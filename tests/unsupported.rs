#![cfg(not(target_os = "windows"))]

use wndbridge::{
    Driver, Environment, Error, EventDispatcher, NativePlatform, Platform, WindowCreateInfo,
};

#[test]
fn native_platform_reports_itself_unsupported() {
    assert!(!NativePlatform::default().is_supported());

    let driver = Driver::native(EventDispatcher::new());
    assert!(!driver.supports());
    assert!(!driver.is_running());
}

#[test]
fn native_calls_fail() {
    let mut driver = Driver::native(EventDispatcher::new());

    let err = driver.create(&WindowCreateInfo::default()).unwrap_err();
    assert!(matches!(err, Error::Unsupported));
    assert!(matches!(driver.run(), Err(Error::Unsupported)));
    assert!(driver.get().is_none());

    assert!(matches!(
        Environment::native(EventDispatcher::new()),
        Err(Error::Unsupported)
    ));
}
use bitflags::bitflags;

use crate::{ClassHandle, InstanceHandle, RawHandle, WindowCreateInfo, WindowId};

bitflags! {
    /// The styles of a window.
    #[derive(Debug, Clone, Copy, PartialEq, Eq, Hash)]
    pub struct WindowStyles: u32 {
        /// The window is initially visible.
        const VISIBLE = 0x1000_0000;
        /// The window has a title bar.
        const CAPTION = 0x00C0_0000;
        /// The window has a window menu on its title bar.
        const SYSMENU = 0x0008_0000;
        /// The window has a sizing border.
        const SIZE_BOX = 0x0004_0000;
        /// The window has a minimize button.
        const MINIMIZE_BOX = 0x0002_0000;
        /// The window has a maximize button.
        const MAXIMIZE_BOX = 0x0001_0000;
    }
}

impl WindowStyles {
    /// Converts the window parameters into the corresponding window styles.
    pub fn for_window(info: &WindowCreateInfo) -> Self {
        let mut styles = Self::VISIBLE | Self::CAPTION | Self::SYSMENU | Self::MINIMIZE_BOX;

        if info.resizable {
            styles |= Self::MAXIMIZE_BOX | Self::SIZE_BOX;
        }

        styles
    }
}

/// A live native window, owned by an [`Environment`](crate::Environment).
#[derive(Debug)]
pub struct Window {
    pub(crate) id: WindowId,
    pub(crate) handle: RawHandle,
    pub(crate) info: WindowCreateInfo,
    pub(crate) class: ClassHandle,
}

impl Window {
    /// The identifier carried by the events of this window.
    #[inline]
    pub fn id(&self) -> WindowId {
        self.id
    }

    /// The native handle of the window.
    #[inline]
    pub fn handle(&self) -> RawHandle {
        self.handle
    }

    /// The parameters the window was created with.
    #[inline]
    pub fn info(&self) -> &WindowCreateInfo {
        &self.info
    }

    /// The class the window was created from.
    #[inline]
    pub fn class(&self) -> &ClassHandle {
        &self.class
    }

    /// The module owning the window.
    #[inline]
    pub fn instance(&self) -> InstanceHandle {
        self.class.instance()
    }
}

#[cfg(all(target_os = "windows", feature = "raw-window-handle"))]
impl rwh::HasWindowHandle for Window {
    fn window_handle(&self) -> Result<rwh::WindowHandle<'_>, rwh::HandleError> {
        use std::num::NonZeroIsize;

        let hwnd = NonZeroIsize::new(self.handle).ok_or(rwh::HandleError::Unavailable)?;

        let mut raw = rwh::Win32WindowHandle::new(hwnd);
        raw.hinstance = NonZeroIsize::new(self.instance().0);

        // SAFETY:
        //  The environment destroys the native window only after the `Window` is removed from
        //  it, so the handle stays valid for as long as `self` is borrowed.
        let handle = unsafe { rwh::WindowHandle::borrow_raw(raw.into()) };

        Ok(handle)
    }
}

#[cfg(all(target_os = "windows", feature = "raw-window-handle"))]
impl rwh::HasDisplayHandle for Window {
    fn display_handle(&self) -> Result<rwh::DisplayHandle<'_>, rwh::HandleError> {
        let raw = rwh::WindowsDisplayHandle::new();

        // SAFETY:
        //  See the safety note in the `HasWindowHandle` implementation.
        let handle = unsafe { rwh::DisplayHandle::borrow_raw(raw.into()) };

        Ok(handle)
    }
}

#[cfg(test)]
mod tests {
    use super::*;

    #[test]
    fn fixed_size_window_styles() {
        let styles = WindowStyles::for_window(&WindowCreateInfo::default());
        assert!(styles.contains(WindowStyles::VISIBLE | WindowStyles::CAPTION));
        assert!(!styles.intersects(WindowStyles::SIZE_BOX | WindowStyles::MAXIMIZE_BOX));
    }

    #[test]
    fn resizable_window_styles() {
        let info = WindowCreateInfo {
            resizable: true,
            ..WindowCreateInfo::default()
        };

        let styles = WindowStyles::for_window(&info);
        assert!(styles.contains(WindowStyles::SIZE_BOX | WindowStyles::MAXIMIZE_BOX));
    }
}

══════

- What the task asks -
All of the entries above should be written out verbatim.

- Written solution -
filename tests/unsupported.rs
#![cfg(not(target_os = "windows"))]

use wndbridge::{
    Driver, Environment, Error, EventDispatcher, NativePlatform, Platform, WindowCreateInfo,
};

#[test]
fn native_platform_reports_itself_unsupported() {
    assert!(!NativePlatform::default().is_supported());

    let driver = Driver::native(EventDispatcher::new());
    assert!(!driver.supports());
    assert!(!driver.is_running());
}

#[test]
fn native_calls_fail() {
    let mut driver = Driver::native(EventDispatcher::new());

    let err = driver.create(&WindowCreateInfo::default()).unwrap_err();
    assert!(matches!(err, Error::Unsupported));
    assert!(matches!(driver.run(), Err(Error::Unsupported)));
    assert!(driver.get().is_none());

    assert!(matches!(
        Environment::native(EventDispatcher::new()),
        Err(Error::Unsupported)
    ));
}
use bitflags::bitflags;

use crate::{ClassHandle, InstanceHandle, RawHandle, WindowCreateInfo, WindowId};

bitflags! {
    /// The styles of a window.
    #[derive(Debug, Clone, Copy, PartialEq, Eq, Hash)]
    pub struct WindowStyles: u32 {
        /// The window is initially visible.
        const VISIBLE = 0x1000_0000;
        /// The window has a title bar.
        const CAPTION = 0x00C0_0000;
        /// The window has a window menu on its title bar.
        const SYSMENU = 0x0008_0000;
        /// The window has a sizing border.
        const SIZE_BOX = 0x0004_0000;
        /// The window has a minimize button.
        const MINIMIZE_BOX = 0x0002_0000;
        /// The window has a maximize button.
        const MAXIMIZE_BOX = 0x0001_0000;
    }
}

impl WindowStyles {
    /// Converts the window parameters into the corresponding window styles.
    pub fn for_window(info: &WindowCreateInfo) -> Self {
        let mut styles = Self::VISIBLE | Self::CAPTION | Self::SYSMENU | Self::MINIMIZE_BOX;

        if info.resizable {
            styles |= Self::MAXIMIZE_BOX | Self::SIZE_BOX;
        }

        styles
    }
}

/// A live native window, owned by an [`Environment`](crate::Environment).
#[derive(Debug)]
pub struct Window {
    pub(crate) id: WindowId,
    pub(crate) handle: RawHandle,
    pub(crate) info: WindowCreateInfo,
    pub(crate) class: ClassHandle,
}

impl Window {
    /// The identifier carried by the events of this window.
    #[inline]
    pub fn id(&self) -> WindowId {
        self.id
    }

    /// The native handle of the window.
    #[inline]
    pub fn handle(&self) -> RawHandle {
        self.handle
    }

    /// The parameters the window was created with.
    #[inline]
    pub fn info(&self) -> &WindowCreateInfo {
        &self.info
    }

    /// The class the window was created from.
    #[inline]
    pub fn class(&self) -> &ClassHandle {
        &self.class
    }

    /// The module owning the window.
    #[inline]
    pub fn instance(&self) -> InstanceHandle {
        self.class.instance()
    }
}

#[cfg(all(target_os = "windows", feature = "raw-window-handle"))]
impl rwh::HasWindowHandle for Window {
    fn window_handle(&self) -> Result<rwh::WindowHandle<'_>, rwh::HandleError> {
        use std::num::NonZeroIsize;

        let hwnd = NonZeroIsize::new(self.handle).ok_or(rwh::HandleError::Unavailable)?;

        let mut raw = rwh::Win32WindowHandle::new(hwnd);
        raw.hinstance = NonZeroIsize::new(self.instance().0);

        // SAFETY:
        //  The environment destroys the native window only after the `Window` is removed from
        //  it, so the handle stays valid for as long as `self` is borrowed.
        let handle = unsafe { rwh::WindowHandle::borrow_raw(raw.into()) };

        Ok(handle)
    }
}

#[cfg(all(target_os = "windows", feature = "raw-window-handle"))]
impl rwh::HasDisplayHandle for Window {
    fn display_handle(&self) -> Result<rwh::DisplayHandle<'_>, rwh::HandleError> {
        let raw = rwh::WindowsDisplayHandle::new();

        // SAFETY:
        //  See the safety note in the `HasWindowHandle` implementation.
        let handle = unsafe { rwh::DisplayHandle::borrow_raw(raw.into()) };

        Ok(handle)
    }
}

#[cfg(test)]
mod tests {
    use super::*;

    #[test]
    fn fixed_size_window_styles() {
        let styles = WindowStyles::for_window(&WindowCreateInfo::default());
        assert!(styles.contains(WindowStyles::VISIBLE | WindowStyles::CAPTION));
        assert!(!styles.intersects(WindowStyles::SIZE_BOX | WindowStyles::MAXIMIZE_BOX));
    }

    #[test]
    fn resizable_window_styles() {
        let info = WindowCreateInfo {
            resizable: true,
            ..WindowCreateInfo::default()
        };

        let styles = WindowStyles::for_window(&info);
        assert!(styles.contains(WindowStyles::SIZE_BOX | WindowStyles::MAXIMIZE_BOX));
    }
}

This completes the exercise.